O G20 é um bloco poderoso, e a Presidência do Brasil oferece uma oportunidade significativa para liderança global. As tentativas do Brasil de resolver a guerra na Ucrânia, acabar com os combates entre Israel e Hamas, desvalorizar o dólar no comércio internacional e tornar-se membro permanente do Conselho de Segurança da ONU tiveram pouco progresso. Seus investimentos diplomáticos no Brics renderam pouco em termos de influência global. Por outro lado, o G20 oferece uma plataforma séria para Lula canalizar suas ambições na política externa. O G20 é muito mais representativo do que o G7, especialmente agora que inclui a União Africana, mas ainda é um espaço mais fácil para construir consenso do que a ONU. As mais de 100 reuniões do G20 que o Brasil planeja sediar neste ano oferecem uma chance de abordar uma série de questões, incluindo desenvolvimento sustentável, fome, pobreza e conservação.
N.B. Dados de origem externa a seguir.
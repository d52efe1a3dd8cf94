use burn::module::Module;
use burn::prelude::*;

/// Configuration to create a [Binary Cross-entropy criterion](BinaryCrossEntropy) using the [init function](BinaryCrossEntropyConfig::init).
#[derive(Config, Debug)]
pub struct BinaryCrossEntropyConfig {
    /// Lower bound applied to the log-probabilities.
    #[config(default = "-100.0")]
    pub log_floor: f64,
    /// Probability above which a prediction counts as "real" for the accuracy.
    #[config(default = 0.5)]
    pub threshold: f64,
}

impl BinaryCrossEntropyConfig {
    /// Initialize [Binary Cross-entropy criterion](BinaryCrossEntropy).
    pub fn init(&self) -> BinaryCrossEntropy {
        BinaryCrossEntropy {
            log_floor: self.log_floor,
            threshold: self.threshold,
        }
    }
}

/// Binary cross entropy between sigmoid probabilities and `{0, 1}` targets, with binary accuracy
/// as a side metric.
///
/// Should be created using [BinaryCrossEntropyConfig]
#[derive(Module, Clone, Debug)]
pub struct BinaryCrossEntropy {
    pub log_floor: f64,
    pub threshold: f64,
}

impl Default for BinaryCrossEntropy {
    fn default() -> Self {
        BinaryCrossEntropyConfig::new().init()
    }
}

impl BinaryCrossEntropy {
    /// Compute the criterion on the input tensor.
    ///
    /// # Shapes
    ///
    /// - probabilities: `[batch_size, 1]`
    /// - targets: `[batch_size, 1]`
    /// - output: `[1]`
    pub fn forward<const D: usize, B: Backend>(
        &self,
        probabilities: Tensor<B, D>,
        targets: Tensor<B, D>,
    ) -> Tensor<B, 1> {
        // - (target * log(p) + (1 - target) * log(1 - p))
        // https://github.com/tracel-ai/burn/issues/2739: clamp to avoid undefined values at 0 and 1
        let loss = (targets.clone() - 1)
            * probabilities
                .clone()
                .neg()
                .log1p()
                .clamp_min(self.log_floor)
            - targets * probabilities.log().clamp_min(self.log_floor);

        loss.mean()
    }

    /// Fraction of predictions on the same side of the threshold as their target.
    ///
    /// # Shapes
    ///
    /// - probabilities: `[batch_size, 1]`
    /// - targets: `[batch_size, 1]`
    /// - output: `[1]`
    pub fn accuracy<const D: usize, B: Backend>(
        &self,
        probabilities: Tensor<B, D>,
        targets: Tensor<B, D>,
    ) -> Tensor<B, 1> {
        let predicted = probabilities.greater_elem(self.threshold);
        let expected = targets.greater_elem(0.5);
        predicted.equal(expected).float().mean()
    }
}
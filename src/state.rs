use serde::{Deserialize, Serialize};

/// Loss and binary accuracy of one optimization step.
#[derive(Debug, Clone, Copy, Default, PartialEq, Serialize, Deserialize)]
pub struct StepMetrics {
    pub loss: f32,
    pub accuracy: f32,
}

/// Incremental mean of the step metrics seen so far.
#[derive(Debug, Clone, Copy, Default, PartialEq, Serialize, Deserialize)]
pub struct RunningMetrics {
    pub count: usize,
    pub loss: f32,
    pub accuracy: f32,
}

impl RunningMetrics {
    pub fn update(&mut self, metrics: StepMetrics) {
        self.count += 1;
        let n = self.count as f32;
        self.loss += (metrics.loss - self.loss) / n;
        self.accuracy += (metrics.accuracy - self.accuracy) / n;
    }
}

/// Progress of the training loop, mutated once per step.
///
/// Persisted as `state.json` next to model checkpoints.
#[derive(Debug, Clone, Default, PartialEq, Serialize, Deserialize)]
pub struct TrainingState {
    /// Completed adversarial steps, cumulative across `train` calls.
    pub step: usize,
    /// Completed scorer-only warm-up steps.
    pub pre_steps: usize,
    /// Latest scorer step.
    pub scorer: StepMetrics,
    /// Latest adversarial step.
    pub adversarial: StepMetrics,
    pub scorer_running: RunningMetrics,
    pub adversarial_running: RunningMetrics,
    /// Steps at which a sample grid was emitted.
    pub saves: Vec<usize>,
}

impl TrainingState {
    pub fn record_scorer(&mut self, metrics: StepMetrics) {
        self.scorer = metrics;
        self.scorer_running.update(metrics);
    }

    pub fn record_adversarial(&mut self, metrics: StepMetrics) {
        self.adversarial = metrics;
        self.adversarial_running.update(metrics);
    }
}
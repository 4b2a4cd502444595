//! Location and layout of a source export.

use crate::ImportError;
use serde::{Deserialize, Serialize};
use std::path::{Path, PathBuf};

/// Default file name of the master table.
pub const MASTER_FILE: &str = "master1.csv";
/// Default file name of the transaction table.
pub const TRANSACTION_FILE: &str = "tran2.csv";
/// Default file name of the opening table.
pub const FOLIO_FILE: &str = "folio1.csv";

/// Where a source export lives and how its tables are laid out.
#[derive(Debug, Clone, PartialEq, Eq, Serialize, Deserialize)]
pub struct ExportConfig {
    /// Directory holding the three tables.
    pub export_dir: PathBuf,
    /// Master table file name.
    #[serde(default = "default_master_file")]
    pub master_file: String,
    /// Transaction table file name.
    #[serde(default = "default_transaction_file")]
    pub transaction_file: String,
    /// Opening table file name.
    #[serde(default = "default_folio_file")]
    pub folio_file: String,
    /// The field delimiter.
    #[serde(default = "default_delimiter")]
    pub delimiter: char,
    /// Whether each table starts with a header row.
    ///
    /// Without a header, columns are read positionally in the documented
    /// order.
    #[serde(default = "default_has_header")]
    pub has_header: bool,
}

fn default_master_file() -> String {
    MASTER_FILE.to_string()
}

fn default_transaction_file() -> String {
    TRANSACTION_FILE.to_string()
}

fn default_folio_file() -> String {
    FOLIO_FILE.to_string()
}

const fn default_delimiter() -> char {
    ','
}

const fn default_has_header() -> bool {
    true
}

impl ExportConfig {
    /// Default layout for an export directory.
    pub fn new(export_dir: impl Into<PathBuf>) -> Self {
        Self {
            export_dir: export_dir.into(),
            master_file: default_master_file(),
            transaction_file: default_transaction_file(),
            folio_file: default_folio_file(),
            delimiter: default_delimiter(),
            has_header: default_has_header(),
        }
    }

    /// Start building a configuration for an export directory.
    pub fn builder(export_dir: impl Into<PathBuf>) -> ExportConfigBuilder {
        ExportConfigBuilder::new(export_dir)
    }

    /// Path of the master table.
    pub fn master_path(&self) -> PathBuf {
        self.export_dir.join(&self.master_file)
    }

    /// Path of the transaction table.
    pub fn transaction_path(&self) -> PathBuf {
        self.export_dir.join(&self.transaction_file)
    }

    /// Path of the opening table.
    pub fn folio_path(&self) -> PathBuf {
        self.export_dir.join(&self.folio_file)
    }

    /// The export directory.
    pub fn dir(&self) -> &Path {
        &self.export_dir
    }

    /// The delimiter as the single byte the CSV reader needs.
    pub fn delimiter_byte(&self) -> Result<u8, ImportError> {
        u8::try_from(self.delimiter)
            .ok()
            .filter(u8::is_ascii)
            .ok_or(ImportError::InvalidDelimiter {
                delimiter: self.delimiter,
            })
    }
}

/// Builder for [`ExportConfig`].
pub struct ExportConfigBuilder {
    config: ExportConfig,
}

impl ExportConfigBuilder {
    /// Create a new builder with the default layout.
    pub fn new(export_dir: impl Into<PathBuf>) -> Self {
        Self {
            config: ExportConfig::new(export_dir),
        }
    }

    /// Set the master table file name.
    pub fn master_file(mut self, name: impl Into<String>) -> Self {
        self.config.master_file = name.into();
        self
    }

    /// Set the transaction table file name.
    pub fn transaction_file(mut self, name: impl Into<String>) -> Self {
        self.config.transaction_file = name.into();
        self
    }

    /// Set the opening table file name.
    pub fn folio_file(mut self, name: impl Into<String>) -> Self {
        self.config.folio_file = name.into();
        self
    }

    /// Set the field delimiter.
    pub const fn delimiter(mut self, delimiter: char) -> Self {
        self.config.delimiter = delimiter;
        self
    }

    /// Set whether the tables have a header row.
    pub const fn has_header(mut self, has_header: bool) -> Self {
        self.config.has_header = has_header;
        self
    }

    /// Build the configuration.
    ///
    /// Fails if the delimiter is not an ASCII character.
    pub fn build(self) -> Result<ExportConfig, ImportError> {
        self.config.delimiter_byte()?;
        Ok(self.config)
    }
}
A presidência da Índia no G20 pode trazer algumas lições para o Brasil?

O primeiro-ministro Narendra Modi aproveitou ao máximo a presidência da Índia no G20, e muitas das questões que ele colocou na agenda, incluindo a transformação digital, são altamente relevantes para o Brasil e o restante da região. Dado o interesse da Índia na continuidade no G20 e a crescente atenção dela para a América Latina — o Ministro das Relações Exteriores, Subrahmanyam Jaishankar, visitou a Guiana, o Panamá, a Colômbia e a República Dominicana no ano passado —, há uma grande oportunidade para Nova Déli e Brasília trabalharem juntas no G20.